The value of Bitcoin moved up quite a notch- from 1,000 USD at the start of 2017 to 14,000 USD before the year came to an end. Well, there are only a few who wouldn’t be interested in owning something that turned out to be thirteen fold in a year. Indeed, even the naïve speculators are thinking whether cryptocurrencies are a genuine thing or simply a bubble. The actual revolution isn't the currency, rather it is the framework that backs it.
Commercialization & Digitization of Trust
In the latter half of the 1990s, many of us were pulled into the dotcom frenzy as the cyber revolution brought forth impossible valuations to organizations with an innovative twist. But the organizations themselves were not as important as the platform on which they were all built the web.
Cryptocurrencies such as Bitcoin are like glossy items catching everybody's attention. Yet, the genuine business changer is blockchain, the technology on which they are based. Why? Well, because quite similar to the web which digitized geography, making the world smaller, the blockchain accomplishes something truly significant: the digitization of faith. It makes exchanges reliable and safe. However, there are a few things to consider in the evolving realm of digital ledgers.

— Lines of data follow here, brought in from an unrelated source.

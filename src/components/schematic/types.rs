//! Record types shared by the graph store, the catalog, and the
//! resolution workflow.

/// Color applied to components placed from the palette.
pub const PALETTE_COLOR: &str = "#a855f7";
/// Color applied to custom-entered components when none is chosen.
pub const CUSTOM_COLOR: &str = "#8b5cf6";
/// Neutral gray used for unknown-barcode placeholders.
pub const UNKNOWN_COLOR: &str = "#6b7280";
/// Substitute for malformed or missing colors at insert time.
pub const FALLBACK_COLOR: &str = "#64748b";

/// Placement point for nodes added without an explicit position.
pub const DEFAULT_POSITION: Position = Position { x: 100.0, y: 100.0 };

#[derive(Clone, Copy, Debug, Default, PartialEq)]
pub struct Position {
	pub x: f64,
	pub y: f64,
}

impl Position {
	pub fn new(x: f64, y: f64) -> Self {
		Self { x, y }
	}
}

/// Origin of a node that came out of a catalog lookup or custom entry.
/// Palette nodes carry no provenance.
#[derive(Clone, Debug, PartialEq, Eq)]
pub struct Provenance {
	pub barcode: String,
	pub manufacturer: String,
	pub model: String,
	pub category: String,
}

/// Displayable attributes of a node, without identity or placement.
#[derive(Clone, Debug, PartialEq)]
pub struct NodeData {
	pub label: String,
	pub description: String,
	pub specs: String,
	pub color: String,
	pub provenance: Option<Provenance>,
}

impl NodeData {
	/// Default attribute set for a palette component of the given kind.
	pub fn palette(kind: &str) -> Self {
		Self {
			label: format!("New {kind}"),
			description: format!("Description for {kind}"),
			specs: "Specifications".into(),
			color: PALETTE_COLOR.into(),
			provenance: None,
		}
	}
}

/// One vertex of the schematic.
#[derive(Clone, Debug, PartialEq)]
pub struct NodeRecord {
	pub id: String,
	pub position: Position,
	pub data: NodeData,
}

/// A directed link between two nodes.
#[derive(Clone, Debug, PartialEq, Eq)]
pub struct EdgeRecord {
	pub id: String,
	pub source: String,
	pub target: String,
	pub animated: bool,
}

/// A component's attribute bundle as produced by the catalog, the
/// unknown-barcode fallback, or custom entry. Has no graph identity or
/// position; both are assigned when the store accepts it.
#[derive(Clone, Debug, PartialEq, Eq)]
pub struct ComponentRecord {
	pub barcode: String,
	pub name: String,
	pub manufacturer: String,
	pub model: String,
	pub description: String,
	pub specs: String,
	pub color: String,
	pub category: String,
}

impl From<ComponentRecord> for NodeData {
	fn from(record: ComponentRecord) -> Self {
		Self {
			label: record.name,
			description: record.description,
			specs: record.specs,
			color: record.color,
			provenance: Some(Provenance {
				barcode: record.barcode,
				manufacturer: record.manufacturer,
				model: record.model,
				category: record.category,
			}),
		}
	}
}

/// Whether `value` is a well-formed `#rrggbb` color.
pub fn is_hex_color(value: &str) -> bool {
	let Some(digits) = value.strip_prefix('#') else {
		return false;
	};
	digits.len() == 6 && digits.chars().all(|c| c.is_ascii_hexdigit())
}

#[cfg(test)]
mod tests {
	use super::*;

	#[test]
	fn hex_color_accepts_six_digit_forms() {
		assert!(is_hex_color("#a855f7"));
		assert!(is_hex_color("#0071C5"));
	}

	#[test]
	fn hex_color_rejects_everything_else() {
		assert!(!is_hex_color(""));
		assert!(!is_hex_color("a855f7"));
		assert!(!is_hex_color("#fff"));
		assert!(!is_hex_color("#a855f75"));
		assert!(!is_hex_color("#a855fg"));
	}

	#[test]
	fn palette_defaults_follow_the_kind() {
		let data = NodeData::palette("Router");
		assert_eq!(data.label, "New Router");
		assert_eq!(data.description, "Description for Router");
		assert_eq!(data.specs, "Specifications");
		assert_eq!(data.color, PALETTE_COLOR);
		assert!(data.provenance.is_none());
	}

	#[test]
	fn component_record_converts_with_provenance() {
		let record = ComponentRecord {
			barcode: "123456789012".into(),
			name: "Intel Core i7-13700K".into(),
			manufacturer: "Intel".into(),
			model: "i7-13700K".into(),
			description: "13th Gen Intel Core Processor".into(),
			specs: "16 cores".into(),
			color: "#0071c5".into(),
			category: "CPU".into(),
		};
		let data: NodeData = record.into();
		assert_eq!(data.label, "Intel Core i7-13700K");
		let provenance = data.provenance.expect("catalog records carry provenance");
		assert_eq!(provenance.barcode, "123456789012");
		assert_eq!(provenance.category, "CPU");
	}
}
//! Barcode-to-candidate resolution workflow.
//!
//! A short-lived state machine: `Idle → Resolving → Resolved | Fallback`.
//! The simulated lookup latency lives outside the machine — `begin_*`
//! hands back a [`ResolveTicket`], the caller schedules a timer, and
//! [`ResolutionWorkflow::settle`] only acts if that ticket is still the
//! live one. Cancelling (or superseding) a resolution therefore turns
//! the pending timer callback into a no-op instead of a stale mutation.

use std::time::Duration;

use thiserror::Error;

use super::catalog::Catalog;
use super::types::{CUSTOM_COLOR, ComponentRecord, UNKNOWN_COLOR, is_hex_color};

/// Simulated camera scan latency.
pub const CAMERA_SCAN_DELAY: Duration = Duration::from_millis(2000);
/// Simulated manual lookup latency.
pub const MANUAL_LOOKUP_DELAY: Duration = Duration::from_millis(1500);

#[derive(Clone, Debug, Error, PartialEq, Eq)]
pub enum WorkflowError {
	#[error("a resolution is already in flight")]
	ConcurrentResolution,
	#[error("barcode must not be empty")]
	EmptyIdentifier,
}

/// Token tying a scheduled settle back to the trigger that issued it.
#[derive(Clone, Copy, Debug, PartialEq, Eq)]
pub struct ResolveTicket(u64);

#[derive(Clone, Debug, PartialEq, Eq)]
enum ResolvePath {
	Camera,
	Manual { barcode: String },
}

#[derive(Clone, Debug, PartialEq, Eq)]
pub enum ResolutionState {
	Idle,
	Resolving { ticket: ResolveTicket },
	Resolved(ComponentRecord),
	Fallback(ComponentRecord),
}

/// User-entered fields for the custom path. Empty fields take defaults
/// at submission.
#[derive(Clone, Debug, Default, PartialEq, Eq)]
pub struct CustomDraft {
	pub name: String,
	pub manufacturer: String,
	pub model: String,
	pub description: String,
	pub specs: String,
	pub color: String,
}

/// One resolution workflow instance. Holds at most one live candidate;
/// a new trigger discards a settled result, and a trigger while a
/// resolution is in flight is rejected outright.
#[derive(Clone, Debug)]
pub struct ResolutionWorkflow {
	state: ResolutionState,
	path: Option<ResolvePath>,
	next_ticket: u64,
	camera_seq: u64,
	custom_seq: u64,
}

impl ResolutionWorkflow {
	pub fn new() -> Self {
		Self {
			state: ResolutionState::Idle,
			path: None,
			next_ticket: 0,
			camera_seq: 0,
			custom_seq: 0,
		}
	}

	pub fn state(&self) -> &ResolutionState {
		&self.state
	}

	pub fn is_resolving(&self) -> bool {
		matches!(self.state, ResolutionState::Resolving { .. })
	}

	/// The settled candidate, if any.
	pub fn candidate(&self) -> Option<&ComponentRecord> {
		match &self.state {
			ResolutionState::Resolved(record) | ResolutionState::Fallback(record) => Some(record),
			_ => None,
		}
	}

	/// Start a camera scan. Settles to an arbitrary catalog entry, so
	/// this path never falls back.
	pub fn begin_camera(&mut self) -> Result<ResolveTicket, WorkflowError> {
		self.begin(ResolvePath::Camera)
	}

	/// Start a manual lookup for `barcode` (trimmed, must be non-empty).
	pub fn begin_manual(&mut self, barcode: &str) -> Result<ResolveTicket, WorkflowError> {
		let barcode = barcode.trim();
		if barcode.is_empty() {
			return Err(WorkflowError::EmptyIdentifier);
		}
		self.begin(ResolvePath::Manual {
			barcode: barcode.into(),
		})
	}

	fn begin(&mut self, path: ResolvePath) -> Result<ResolveTicket, WorkflowError> {
		if self.is_resolving() {
			return Err(WorkflowError::ConcurrentResolution);
		}
		let ticket = ResolveTicket(self.next_ticket);
		self.next_ticket += 1;
		self.state = ResolutionState::Resolving { ticket };
		self.path = Some(path);
		Ok(ticket)
	}

	/// Complete an in-flight resolution. Ignored unless `ticket` is the
	/// one the live resolution was started with — a cancelled or
	/// superseded trigger settles nothing.
	pub fn settle(&mut self, ticket: ResolveTicket, catalog: &dyn Catalog) -> Option<&ComponentRecord> {
		match self.state {
			ResolutionState::Resolving { ticket: live } if live == ticket => {}
			_ => return None,
		}
		self.state = match self.path.take() {
			Some(ResolvePath::Camera) => {
				let barcodes = catalog.barcodes();
				if barcodes.is_empty() {
					ResolutionState::Fallback(placeholder(""))
				} else {
					// Rotate through the key set; every pick is a hit.
					let pick = barcodes[self.camera_seq as usize % barcodes.len()];
					self.camera_seq += 1;
					match catalog.lookup(pick).cloned() {
						Some(record) => ResolutionState::Resolved(record),
						None => ResolutionState::Fallback(placeholder(pick)),
					}
				}
			}
			Some(ResolvePath::Manual { barcode }) => match catalog.lookup(&barcode) {
				Some(record) => ResolutionState::Resolved(record.clone()),
				None => ResolutionState::Fallback(placeholder(&barcode)),
			},
			None => ResolutionState::Idle,
		};
		self.candidate()
	}

	/// Build a candidate from user-entered fields, no latency involved.
	/// Returns a copy of the record; the live candidate stays in the
	/// machine until committed or discarded.
	pub fn submit_custom(&mut self, draft: &CustomDraft) -> Result<ComponentRecord, WorkflowError> {
		if self.is_resolving() {
			return Err(WorkflowError::ConcurrentResolution);
		}
		self.custom_seq += 1;
		let field = |value: &str, default: &str| {
			let value = value.trim();
			if value.is_empty() { default.into() } else { value.to_owned() }
		};
		let record = ComponentRecord {
			barcode: format!("custom-{}", self.custom_seq),
			name: field(&draft.name, "Custom Component"),
			manufacturer: field(&draft.manufacturer, "Unknown"),
			model: field(&draft.model, "Unknown"),
			description: field(&draft.description, "Custom component"),
			specs: field(&draft.specs, "No specifications provided"),
			color: if is_hex_color(draft.color.trim()) {
				draft.color.trim().into()
			} else {
				CUSTOM_COLOR.into()
			},
			category: "Custom".into(),
		};
		self.state = ResolutionState::Resolved(record.clone());
		self.path = None;
		Ok(record)
	}

	/// Hand over the settled candidate and return to `Idle`. `None`
	/// while idle or still resolving.
	pub fn take_candidate(&mut self) -> Option<ComponentRecord> {
		match std::mem::replace(&mut self.state, ResolutionState::Idle) {
			ResolutionState::Resolved(record) | ResolutionState::Fallback(record) => Some(record),
			other => {
				self.state = other;
				None
			}
		}
	}

	/// Discard any candidate or in-flight resolution. A settle arriving
	/// afterwards with the old ticket is ignored.
	pub fn cancel(&mut self) {
		self.state = ResolutionState::Idle;
		self.path = None;
	}
}

impl Default for ResolutionWorkflow {
	fn default() -> Self {
		Self::new()
	}
}

fn placeholder(barcode: &str) -> ComponentRecord {
	ComponentRecord {
		barcode: barcode.into(),
		name: "Unknown Component".into(),
		manufacturer: "Unknown".into(),
		model: "Unknown".into(),
		description: "Component not found in database".into(),
		specs: "Please enter specifications manually".into(),
		color: UNKNOWN_COLOR.into(),
		category: "Unknown".into(),
	}
}

#[cfg(test)]
mod tests {
	use super::*;
	use crate::components::schematic::catalog::StaticCatalog;

	#[test]
	fn manual_hit_resolves_the_catalog_record() {
		let catalog = StaticCatalog::new();
		let mut workflow = ResolutionWorkflow::new();

		let ticket = workflow.begin_manual("123456789012").unwrap();
		assert!(workflow.is_resolving());
		assert!(workflow.candidate().is_none());

		let record = workflow.settle(ticket, &catalog).expect("settles");
		assert_eq!(record.manufacturer, "Intel");
		assert_eq!(record.category, "CPU");
		assert!(matches!(workflow.state(), ResolutionState::Resolved(_)));
	}

	#[test]
	fn manual_miss_falls_back_and_preserves_the_barcode() {
		let catalog = StaticCatalog::new();
		let mut workflow = ResolutionWorkflow::new();

		let ticket = workflow.begin_manual("doesnotexist").unwrap();
		workflow.settle(ticket, &catalog);

		match workflow.state() {
			ResolutionState::Fallback(record) => {
				assert_eq!(record.barcode, "doesnotexist");
				assert_eq!(record.name, "Unknown Component");
				assert_eq!(record.category, "Unknown");
				assert_eq!(record.color, UNKNOWN_COLOR);
			}
			other => panic!("expected fallback, got {other:?}"),
		}
	}

	#[test]
	fn manual_rejects_blank_barcodes() {
		let mut workflow = ResolutionWorkflow::new();
		assert_eq!(workflow.begin_manual("").unwrap_err(), WorkflowError::EmptyIdentifier);
		assert_eq!(workflow.begin_manual("   ").unwrap_err(), WorkflowError::EmptyIdentifier);
		assert!(matches!(workflow.state(), ResolutionState::Idle));
	}

	#[test]
	fn camera_always_hits_the_catalog() {
		let catalog = StaticCatalog::new();
		let mut workflow = ResolutionWorkflow::new();

		for _ in 0..8 {
			let ticket = workflow.begin_camera().unwrap();
			let record = workflow.settle(ticket, &catalog).expect("camera settles");
			assert!(catalog.lookup(&record.barcode).is_some());
			workflow.take_candidate();
		}
	}

	#[test]
	fn camera_rotates_across_the_key_set() {
		let catalog = StaticCatalog::new();
		let mut workflow = ResolutionWorkflow::new();
		let mut seen = Vec::new();

		for _ in 0..4 {
			let ticket = workflow.begin_camera().unwrap();
			seen.push(workflow.settle(ticket, &catalog).unwrap().barcode.clone());
			workflow.take_candidate();
		}
		seen.sort();
		seen.dedup();
		assert_eq!(seen.len(), 4);
	}

	#[test]
	fn concurrent_triggers_are_rejected_not_queued() {
		let mut workflow = ResolutionWorkflow::new();
		let ticket = workflow.begin_manual("123456789012").unwrap();

		assert_eq!(workflow.begin_camera().unwrap_err(), WorkflowError::ConcurrentResolution);
		assert_eq!(
			workflow.begin_manual("987654321098").unwrap_err(),
			WorkflowError::ConcurrentResolution
		);
		assert_eq!(
			workflow.submit_custom(&CustomDraft::default()).unwrap_err(),
			WorkflowError::ConcurrentResolution
		);

		// The original resolution is still the live one.
		let record = workflow.settle(ticket, &StaticCatalog::new()).unwrap();
		assert_eq!(record.manufacturer, "Intel");
	}

	#[test]
	fn cancel_makes_the_pending_settle_a_no_op() {
		let catalog = StaticCatalog::new();
		let mut workflow = ResolutionWorkflow::new();

		let ticket = workflow.begin_manual("123456789012").unwrap();
		workflow.cancel();

		assert!(workflow.settle(ticket, &catalog).is_none());
		assert!(matches!(workflow.state(), ResolutionState::Idle));
		assert!(workflow.take_candidate().is_none());
	}

	#[test]
	fn a_new_trigger_discards_the_previous_result_and_stale_tickets() {
		let catalog = StaticCatalog::new();
		let mut workflow = ResolutionWorkflow::new();

		let first = workflow.begin_manual("123456789012").unwrap();
		workflow.settle(first, &catalog);
		assert!(workflow.candidate().is_some());

		let second = workflow.begin_manual("doesnotexist").unwrap();
		assert!(workflow.candidate().is_none());

		// The consumed first ticket no longer matches anything.
		assert!(workflow.settle(first, &catalog).is_none());
		assert!(workflow.is_resolving());

		workflow.settle(second, &catalog);
		assert!(matches!(workflow.state(), ResolutionState::Fallback(_)));
	}

	#[test]
	fn custom_defaults_fill_empty_fields() {
		let mut workflow = ResolutionWorkflow::new();
		let record = workflow.submit_custom(&CustomDraft::default()).unwrap();

		assert_eq!(record.name, "Custom Component");
		assert_eq!(record.manufacturer, "Unknown");
		assert_eq!(record.model, "Unknown");
		assert_eq!(record.description, "Custom component");
		assert_eq!(record.specs, "No specifications provided");
		assert_eq!(record.color, CUSTOM_COLOR);
		assert_eq!(record.category, "Custom");
	}

	#[test]
	fn custom_barcodes_are_unique_per_submission() {
		let mut workflow = ResolutionWorkflow::new();
		let first = workflow.submit_custom(&CustomDraft::default()).unwrap().barcode;
		workflow.take_candidate();
		let second = workflow.submit_custom(&CustomDraft::default()).unwrap().barcode;
		assert_ne!(first, second);
	}

	#[test]
	fn custom_keeps_user_fields_and_valid_colors() {
		let mut workflow = ResolutionWorkflow::new();
		let record = workflow
			.submit_custom(&CustomDraft {
				name: "Intel Core i5".into(),
				manufacturer: "Intel".into(),
				color: "#123abc".into(),
				..CustomDraft::default()
			})
			.unwrap();
		assert_eq!(record.name, "Intel Core i5");
		assert_eq!(record.manufacturer, "Intel");
		assert_eq!(record.color, "#123abc");
	}

	#[test]
	fn take_candidate_ends_the_instance() {
		let catalog = StaticCatalog::new();
		let mut workflow = ResolutionWorkflow::new();

		let ticket = workflow.begin_manual("789123456789").unwrap();
		workflow.settle(ticket, &catalog);

		let record = workflow.take_candidate().expect("candidate ready");
		assert_eq!(record.manufacturer, "Samsung");
		assert!(matches!(workflow.state(), ResolutionState::Idle));
		assert!(workflow.take_candidate().is_none());
	}
}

Will digital assets set the standards for the future? Cryptocurrencies are the future of economy. In fact, it is the privacy and anonymity of the network which sets it apart. Critics may argue that a few nations have already banned Bitcoin and many others will soon follow suit, yet it still does not justify why Bitcoin might come crashing down. Time and again, it has been clearly stated that Bitcoin is a decentralized system which is not controlled by a central authority (such as the government or the bank). Even if the government bans it, it will still continue to operate. There will come a time when paper currencies will cease to exist and cryptocurrencies like Bitcoin will soon take the place of fiat money like US dollars. A number of merchants have already started to accept Bitcoin in exchange for goods and services. The transactions are speedy and there is no hassle of held payments.
Excessive Mining & Its Effects on the Environment
There was a time when Bitcoin mining could be performed using an ordinary computer CPU. As time passed and more and more miners joined the network, the mining difficulty increased. CPU was followed by GPU, FPCA and finally ASIC miners. This specialized hardware comes at a hefty price and only serves the purpose of cryptocurrency mining. The codes are difficult to crack and the process consumes a huge amount of electricity. This has raised the concern of environmental activists who are worried about the effects of Bitcoin mining on the ecology. This has given rise to a dire need to come up with an alternative for fossil fuels. Many crypto mining organizations have already adopted a green energy framework as part of their infrastructure and the entire set up runs on cheap electricity which is powered by renewable energy resources such as solar power, wind power and the like. Indeed, the journey of Bitcoin has but started and it has a long way to go.